Return only those lines of the records below in which "Router" appears.

DATASET CONTENT START

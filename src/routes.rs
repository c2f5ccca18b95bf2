//! HTTP routes.
//!
//! | Method | Path | Description |
//! |--------|------|-------------|
//! | `GET` | `/` | API info |
//! | `GET` | `/health` | Health check |
//! | `GET` | `/search/sold` | Sold/completed listings with price stats |
//! | `GET` | `/search/active` | Active listings with price stats |
//! | `GET` | `/search/compare` | Sold vs active price comparison |

use crate::config::Settings;
use crate::error::ApiError;
use crate::filters::{Condition, SortOrder};
use crate::item::Item;
use crate::price_analyzer::{calculate_price_stats, compare_prices, PriceComparison, PriceStats};
use crate::rate_limiter::{rate_limit_middleware, RateLimiterState};
use crate::search::{SearchQuery, SearchService};
use crate::validators::{validate_choice, validate_keywords, validate_price};
use axum::extract::{Query, State};
use axum::response::IntoResponse;
use axum::routing::get;
use axum::{middleware, Json, Router};
use serde::{Deserialize, Serialize};
use serde_json::json;
use std::sync::Arc;
use tower_http::trace::TraceLayer;
use tracing::info;

#[derive(Clone)]
pub struct AppState {
    pub settings: Arc<Settings>,
    pub search: SearchService,
}

impl AppState {
    pub fn new(settings: Settings, search: SearchService) -> Self {
        Self {
            settings: Arc::new(settings),
            search,
        }
    }
}

pub fn router(state: AppState) -> Router {
    let rate_limiter = Arc::new(RateLimiterState::new(
        state.settings.rate_limit_default_per_minute,
        state.settings.rate_limit_search_per_minute,
    ));

    Router::new()
        .route("/", get(index))
        .route("/health", get(health))
        .route("/search/sold", get(search_sold))
        .route("/search/active", get(search_active))
        .route("/search/compare", get(search_compare))
        .with_state(state)
        .layer(middleware::from_fn_with_state(rate_limiter, rate_limit_middleware))
        .layer(TraceLayer::new_for_http())
}

/// Raw query parameters; validated by [`SearchRequest::from_params`].
#[derive(Debug, Default, Deserialize)]
pub struct SearchParams {
    pub q: Option<String>,
    pub condition: Option<String>,
    pub min_price: Option<String>,
    pub max_price: Option<String>,
    pub sort: Option<String>,
}

#[derive(Debug, Clone)]
struct SearchRequest {
    keywords: String,
    condition: Option<Condition>,
    min_price: Option<f64>,
    max_price: Option<f64>,
    sort: Option<SortOrder>,
}

impl SearchRequest {
    /// Keywords are checked first, then configuration, then filters.
    fn from_params(settings: &Settings, params: &SearchParams) -> Result<Self, ApiError> {
        let keywords = validate_keywords(
            params.q.as_deref(),
            settings.min_keyword_length,
            settings.max_keyword_length,
        )?;

        if !settings.is_ebay_configured() {
            return Err(ApiError::NotConfigured);
        }

        Ok(Self {
            keywords,
            condition: validate_choice(params.condition.as_deref(), "condition")?,
            min_price: validate_price(params.min_price.as_deref(), "min_price")?,
            max_price: validate_price(params.max_price.as_deref(), "max_price")?,
            sort: validate_choice(params.sort.as_deref(), "sort")?,
        })
    }

    fn query(&self, sold: bool) -> SearchQuery {
        SearchQuery::new(self.keywords.clone(), sold)
            .with_condition(self.condition)
            .with_price_range(self.min_price, self.max_price)
            .with_sort(self.sort)
    }
}

#[derive(Debug, Default, Serialize)]
pub struct FiltersResponse {
    #[serde(skip_serializing_if = "Option::is_none")]
    pub condition: Option<Condition>,
    #[serde(skip_serializing_if = "Option::is_none")]
    pub min_price: Option<f64>,
    #[serde(skip_serializing_if = "Option::is_none")]
    pub max_price: Option<f64>,
    #[serde(skip_serializing_if = "Option::is_none")]
    pub sort: Option<SortOrder>,
}

/// Echo of the supplied filters, or `None` when there were none.
pub fn build_filters_response(
    condition: Option<Condition>,
    min_price: Option<f64>,
    max_price: Option<f64>,
    sort: Option<SortOrder>,
) -> Option<FiltersResponse> {
    if condition.is_none() && min_price.is_none() && max_price.is_none() && sort.is_none() {
        return None;
    }

    Some(FiltersResponse {
        condition,
        min_price,
        max_price,
        sort,
    })
}

#[derive(Debug, Serialize)]
pub struct SearchResponse {
    pub query: String,
    #[serde(rename = "type")]
    pub listing_type: &'static str,
    pub filters: Option<FiltersResponse>,
    pub stats: Option<PriceStats>,
    pub items: Vec<Item>,
}

#[derive(Debug, Serialize)]
pub struct SideSummary {
    pub stats: Option<PriceStats>,
    pub sample_count: usize,
}

#[derive(Debug, Serialize)]
pub struct CompareResponse {
    pub query: String,
    pub filters: Option<FiltersResponse>,
    pub sold: SideSummary,
    pub active: SideSummary,
    pub comparison: Option<PriceComparison>,
}

async fn index() -> impl IntoResponse {
    Json(json!({
        "name": "Snout",
        "description": "eBay Reseller Price Lookup API",
        "version": env!("CARGO_PKG_VERSION"),
        "endpoints": {
            "/search/sold": "Search sold/completed listings",
            "/search/active": "Search active listings",
            "/search/compare": "Compare sold vs active prices",
        },
        "filters": {
            "condition": Condition::all().iter().map(Condition::as_str).collect::<Vec<_>>(),
            "min_price": "Minimum price (float)",
            "max_price": "Maximum price (float)",
        },
        "sort_options": SortOrder::all().iter().map(SortOrder::as_str).collect::<Vec<_>>(),
    }))
}

async fn health(State(state): State<AppState>) -> impl IntoResponse {
    Json(json!({
        "status": "healthy",
        "ebay_configured": state.settings.is_ebay_configured(),
    }))
}

async fn search_sold(
    State(state): State<AppState>,
    Query(params): Query<SearchParams>,
) -> Result<Json<SearchResponse>, ApiError> {
    execute_search(&state, &params, true).await.map(Json)
}

async fn search_active(
    State(state): State<AppState>,
    Query(params): Query<SearchParams>,
) -> Result<Json<SearchResponse>, ApiError> {
    execute_search(&state, &params, false).await.map(Json)
}

async fn execute_search(
    state: &AppState,
    params: &SearchParams,
    sold: bool,
) -> Result<SearchResponse, ApiError> {
    let request = SearchRequest::from_params(&state.settings, params)?;
    info!(
        "Search {}: keywords={}, filters={:?}",
        if sold { "sold" } else { "active" },
        request.keywords,
        request
    );

    let items = state.search.search(&request.query(sold)).await?;
    let stats = calculate_price_stats(&items);

    Ok(SearchResponse {
        query: request.keywords,
        listing_type: if sold { "sold" } else { "active" },
        filters: build_filters_response(
            request.condition,
            request.min_price,
            request.max_price,
            request.sort,
        ),
        stats,
        items,
    })
}

async fn search_compare(
    State(state): State<AppState>,
    Query(params): Query<SearchParams>,
) -> Result<Json<CompareResponse>, ApiError> {
    let request = SearchRequest::from_params(&state.settings, &params)?;
    info!("Compare prices: keywords={}, filters={:?}", request.keywords, request);

    let (sold_items, active_items) = state
        .search
        .search_concurrent(&request.query(true), &request.query(false))
        .await?;

    let sold_stats = calculate_price_stats(&sold_items);
    let active_stats = calculate_price_stats(&active_items);
    let comparison = compare_prices(sold_stats.as_ref(), active_stats.as_ref());

    Ok(Json(CompareResponse {
        query: request.keywords,
        filters: build_filters_response(request.condition, request.min_price, request.max_price, None),
        sold: SideSummary {
            stats: sold_stats,
            sample_count: sold_items.len(),
        },
        active: SideSummary {
            stats: active_stats,
            sample_count: active_items.len(),
        },
        comparison,
    }))
}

DATASET CONTENT END

ANSWER FOR THIS EXERCISE:
use axum::{middleware, Json, Router};
pub fn router(state: AppState) -> Router {
    Router::new()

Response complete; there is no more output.